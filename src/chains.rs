use fxhash::FxHashMap;
use smallvec::SmallVec;

use crate::descriptor::Descriptor;
use crate::meta::CacheEntry;
use crate::{ObjectId, Universe, Value};

#[derive(Clone, Copy, Debug, PartialEq, Eq, Hash)]
pub(crate) struct ChainNodeId(u32);

/// One segment of a watched dotted path. Nodes link to parent and children
/// by arena index, carry a per-child reference count, and remember which
/// (object, key) pairs they registered themselves on so re-parenting can
/// migrate the registrations.
pub(crate) struct ChainNode {
	pub(crate) parent: Option<ChainNodeId>,
	pub(crate) key: String,
	pub(crate) value: Option<Value>,
	pub(crate) children: FxHashMap<String, ChainNodeId>,
	pub(crate) counts: FxHashMap<String, u32>,
	/// Complete watched paths terminating at this node, by their original
	/// (untruncated) spelling, with a registration count each.
	pub(crate) paths: FxHashMap<String, u32>,
	pub(crate) watched: SmallVec<[(ObjectId, String); 1]>,
	pub(crate) root_object: Option<ObjectId>,
}

impl ChainNode {
	fn new(parent: Option<ChainNodeId>, key: &str) -> Self {
		ChainNode {
			parent,
			key: key.to_owned(),
			value: None,
			children: FxHashMap::default(),
			counts: FxHashMap::default(),
			paths: FxHashMap::default(),
			watched: SmallVec::new(),
			root_object: None,
		}
	}

	fn is_each(&self) -> bool {
		self.key == "@each"
	}
}

pub(crate) struct ChainArena {
	nodes: Vec<Option<ChainNode>>,
	free: Vec<u32>,
}

impl ChainArena {
	pub(crate) fn new() -> Self {
		ChainArena {
			nodes: Vec::new(),
			free: Vec::new(),
		}
	}

	fn alloc(&mut self, node: ChainNode) -> ChainNodeId {
		if let Some(index) = self.free.pop() {
			self.nodes[index as usize] = Some(node);
			ChainNodeId(index)
		} else {
			let id = ChainNodeId(self.nodes.len() as u32);
			self.nodes.push(Some(node));
			id
		}
	}

	fn release(&mut self, id: ChainNodeId) {
		self.nodes[id.0 as usize] = None;
		self.free.push(id.0);
	}

	pub(crate) fn node(&self, id: ChainNodeId) -> &ChainNode {
		self.nodes[id.0 as usize]
			.as_ref()
			.expect("chain node was released")
	}

	pub(crate) fn node_mut(&mut self, id: ChainNodeId) -> &mut ChainNode {
		self.nodes[id.0 as usize]
			.as_mut()
			.expect("chain node was released")
	}
}

/// Reads a property without triggering side effects: cached computed values
/// only (no speculative recomputation), aliases dereferenced so the chain
/// tracks whatever the alias points at.
pub(crate) fn lazy_get(universe: &mut Universe, obj: ObjectId, key: &str) -> Option<Value> {
	let slot = universe.objects.slot(obj);
	if slot.is_destroying || slot.is_destroyed {
		return None;
	}
	match universe.find_descriptor(obj, key) {
		Some(Descriptor::Computed(cp)) => {
			if cp.is_volatile() {
				return None;
			}
			match universe.meta(obj).and_then(|m| m.cache.get(key)) {
				Some(CacheEntry::Value { value, snapshot }) => {
					let use_tags = cp.is_auto() || cp.dependent_keys().is_empty();
					if !use_tags || universe.validate(snapshot) {
						Some(value.clone())
					} else {
						None
					}
				}
				_ => None,
			}
		}
		Some(Descriptor::Alias(a)) => lazy_get(universe, obj, a.alt_key()),
		None => {
			if let Some(v) = universe.meta(obj).and_then(|m| m.tracked.get(key)) {
				return Some(v.clone());
			}
			let mut cursor = Some(obj);
			while let Some(id) = cursor {
				let slot = universe.objects.slot(id);
				if let Some(v) = slot.properties.get(key) {
					return Some(v.clone());
				}
				cursor = slot.proto;
			}
			None
		}
	}
}

pub(crate) fn root_chain(universe: &mut Universe, obj: ObjectId) -> ChainNodeId {
	if let Some(root) = universe.meta(obj).and_then(|m| m.root_chain) {
		return root;
	}
	let mut node = ChainNode::new(None, "");
	node.value = Some(Value::Object(obj));
	node.root_object = Some(obj);
	let id = universe.chains.alloc(node);
	universe.meta_mut(obj).root_chain = Some(id);
	id
}

/// Segments actually materialized for a path: at most one level after
/// `@each`.
fn effective_segments(path: &str) -> Vec<String> {
	let mut segments = Vec::new();
	let mut after_each = false;
	for segment in path.split('.') {
		crate::assert_valid_path_segment(segment);
		segments.push(segment.to_owned());
		if after_each {
			break;
		}
		if segment == "@each" {
			after_each = true;
		}
	}
	segments
}

pub(crate) fn add(universe: &mut Universe, root: ChainNodeId, path: &str) {
	if path.contains("@each") {
		// Emits the depth warning for paths that arrive here unexpanded.
		let _ = crate::dependent_keys::expand_each_key(path);
	}
	let segments = effective_segments(path);
	let mut cursor = root;
	for segment in &segments {
		let existing = universe.chains.node(cursor).children.get(segment).copied();
		let child = match existing {
			Some(child) => child,
			None => {
				let node = ChainNode::new(Some(cursor), segment);
				let id = universe.chains.alloc(node);
				universe
					.chains
					.node_mut(cursor)
					.children
					.insert(segment.clone(), id);
				rewatch(universe, id);
				id
			}
		};
		*universe
			.chains
			.node_mut(cursor)
			.counts
			.entry(segment.clone())
			.or_insert(0) += 1;
		cursor = child;
	}
	*universe
		.chains
		.node_mut(cursor)
		.paths
		.entry(path.to_owned())
		.or_insert(0) += 1;
}

pub(crate) fn remove(universe: &mut Universe, root: ChainNodeId, path: &str) {
	let segments = effective_segments(path);
	remove_rec(universe, root, &segments, path);
}

fn remove_rec(universe: &mut Universe, node: ChainNodeId, segments: &[String], path: &str) {
	let Some((segment, rest)) = segments.split_first() else {
		let n = universe.chains.node_mut(node);
		if let Some(count) = n.paths.get_mut(path) {
			*count -= 1;
			if *count == 0 {
				n.paths.remove(path);
			}
		}
		return;
	};
	let Some(child) = universe.chains.node(node).children.get(segment).copied() else {
		return;
	};
	remove_rec(universe, child, rest, path);

	let n = universe.chains.node_mut(node);
	let count = n.counts.entry(segment.clone()).or_insert(0);
	if *count > 0 {
		*count -= 1;
	}
	if *count == 0 {
		n.counts.remove(segment);
		n.children.remove(segment);
		destroy_subtree(universe, child);
	}
}

/// Resolves the node's current value from its parent, without registering
/// anything.
fn resolve_value(universe: &mut Universe, node: ChainNodeId) -> Option<Value> {
	let (parent, key, root_object) = {
		let n = universe.chains.node(node);
		(n.parent, n.key.clone(), n.root_object)
	};
	let Some(parent) = parent else {
		return root_object.map(Value::Object);
	};
	let parent_value = universe.chains.node(parent).value.clone();
	if key == "@each" {
		// Passes the parent's list through; the children watch the items.
		return parent_value;
	}
	match parent_value {
		Some(Value::Object(pid)) => lazy_get(universe, pid, &key),
		_ => None,
	}
}

/// Computes where this node must register a chain watcher, given the
/// parent's current value.
fn registrations(universe: &mut Universe, node: ChainNodeId) -> SmallVec<[(ObjectId, String); 1]> {
	let (parent, key) = {
		let n = universe.chains.node(node);
		(n.parent, n.key.clone())
	};
	let Some(parent) = parent else {
		return SmallVec::new();
	};
	let mut out = SmallVec::new();
	if key == "@each" {
		let (owner, parent_key) = {
			let p = universe.chains.node(parent);
			let owner = p.watched.first().map(|w| w.0).or(p.root_object);
			(owner, p.key.clone())
		};
		if let Some(owner) = owner {
			let content_key = if parent_key.is_empty() {
				"[]".to_owned()
			} else {
				format!("{}.[]", parent_key)
			};
			out.push((owner, content_key));
		}
		return out;
	}
	let parent_is_each = universe.chains.node(parent).is_each();
	let parent_value = universe.chains.node(parent).value.clone();
	if parent_is_each {
		if let Some(Value::List(items)) = parent_value {
			for item in items.iter() {
				if let Value::Object(id) = item {
					out.push((*id, key.clone()));
				}
			}
		}
	} else if let Some(Value::Object(pid)) = parent_value {
		out.push((pid, key));
	}
	out
}

fn rewatch(universe: &mut Universe, node: ChainNodeId) {
	let value = resolve_value(universe, node);
	universe.chains.node_mut(node).value = value;
	let regs = registrations(universe, node);
	for (obj, key) in &regs {
		universe
			.meta_mut(*obj)
			.chain_watchers
			.entry(key.clone())
			.or_default()
			.push(node);
		crate::watching::watch_key(universe, *obj, key);
	}
	universe.chains.node_mut(node).watched = regs;
}

fn unwatch_node(universe: &mut Universe, node: ChainNodeId) {
	let watched = std::mem::take(&mut universe.chains.node_mut(node).watched);
	for (obj, key) in watched {
		if let Some(meta) = universe.metas.get_mut(&obj) {
			if let Some(list) = meta.chain_watchers.get_mut(&key) {
				list.retain(|id| *id != node);
				if list.is_empty() {
					meta.chain_watchers.remove(&key);
				}
			}
		}
		crate::watching::unwatch_key(universe, obj, &key);
	}
}

fn rewatch_subtree(universe: &mut Universe, node: ChainNodeId) {
	rewatch(universe, node);
	let children: Vec<ChainNodeId> = universe.chains.node(node).children.values().copied().collect();
	for child in children {
		rewatch_subtree(universe, child);
	}
}

fn unwatch_subtree(universe: &mut Universe, node: ChainNodeId) {
	let children: Vec<ChainNodeId> = universe.chains.node(node).children.values().copied().collect();
	for child in children {
		unwatch_subtree(universe, child);
	}
	unwatch_node(universe, node);
}

fn destroy_subtree(universe: &mut Universe, node: ChainNodeId) {
	let children: Vec<ChainNodeId> = universe.chains.node(node).children.values().copied().collect();
	for child in children {
		destroy_subtree(universe, child);
	}
	unwatch_node(universe, node);
	universe.chains.release(node);
}

pub(crate) fn destroy_root(universe: &mut Universe, root: ChainNodeId) {
	let root_object = universe.chains.node(root).root_object;
	destroy_subtree(universe, root);
	if let Some(obj) = root_object {
		if let Some(meta) = universe.metas.get_mut(&obj) {
			meta.root_chain = None;
		}
	}
}

pub(crate) fn root_object_of(universe: &Universe, node: ChainNodeId) -> Option<ObjectId> {
	let mut cursor = node;
	loop {
		let n = universe.chains.node(cursor);
		match n.parent {
			Some(parent) => cursor = parent,
			None => return n.root_object,
		}
	}
}

pub(crate) fn full_path(universe: &Universe, node: ChainNodeId) -> String {
	let mut keys: Vec<&str> = Vec::new();
	let mut cursor = Some(node);
	while let Some(id) = cursor {
		let n = universe.chains.node(id);
		if !n.key.is_empty() {
			keys.push(&n.key);
		}
		cursor = n.parent;
	}
	keys.reverse();
	keys.join(".")
}

/// Revalidates the node after its subject key changed. If the resolved value
/// changed identity, the children's watcher registrations migrate from the
/// old object graph to the new one before any notification goes out; full
/// paths that terminate in the revalidated subtree are accumulated into
/// `affected` for deferred delivery.
pub(crate) fn notify(
	universe: &mut Universe,
	node: ChainNodeId,
	revalidate: bool,
	affected: &mut Vec<(ObjectId, String)>,
) {
	if revalidate {
		let new_value = resolve_value(universe, node);
		let old_value = universe.chains.node(node).value.clone();
		let changed = match (&old_value, &new_value) {
			(None, None) => false,
			(Some(a), Some(b)) => !Value::same_identity(a, b),
			_ => true,
		};
		universe.chains.node_mut(node).value = new_value;
		if changed {
			tracing::trace!(path = %full_path(universe, node), "chain re-parenting");
			let children: Vec<ChainNodeId> =
				universe.chains.node(node).children.values().copied().collect();
			for child in &children {
				unwatch_subtree(universe, *child);
			}
			for child in &children {
				rewatch_subtree(universe, *child);
			}
		}
	}

	let children: Vec<ChainNodeId> = universe.chains.node(node).children.values().copied().collect();
	for child in children {
		notify(universe, child, true, affected);
	}

	let terminated: Vec<String> = universe.chains.node(node).paths.keys().cloned().collect();
	if !terminated.is_empty() {
		if let Some(root_obj) = root_object_of(universe, node) {
			for path in terminated {
				affected.push((root_obj, path));
			}
		}
	}
}

/// Entry point from `notify_property_change`: fans the change out to every
/// chain node watching `key` on `obj`, then delivers the accumulated path
/// notifications once the whole subtree has settled.
pub(crate) fn chains_did_change(universe: &mut Universe, obj: ObjectId, key: &str) {
	let Some(watchers) = universe
		.metas
		.get(&obj)
		.and_then(|m| m.chain_watchers.get(key))
		.cloned()
	else {
		return;
	};
	let mut affected = Vec::new();
	for node in watchers {
		notify(universe, node, true, &mut affected);
	}
	for (root_obj, path) in affected {
		universe.notify_property_change(root_obj, &path);
	}
}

Exercise details.
Go through the lines above and copy any that contain "parenting".

Final answer.
/// (object, key) pairs they registered themselves on so re-parenting can
			tracing::trace!(path = %full_path(universe, node), "chain re-parenting");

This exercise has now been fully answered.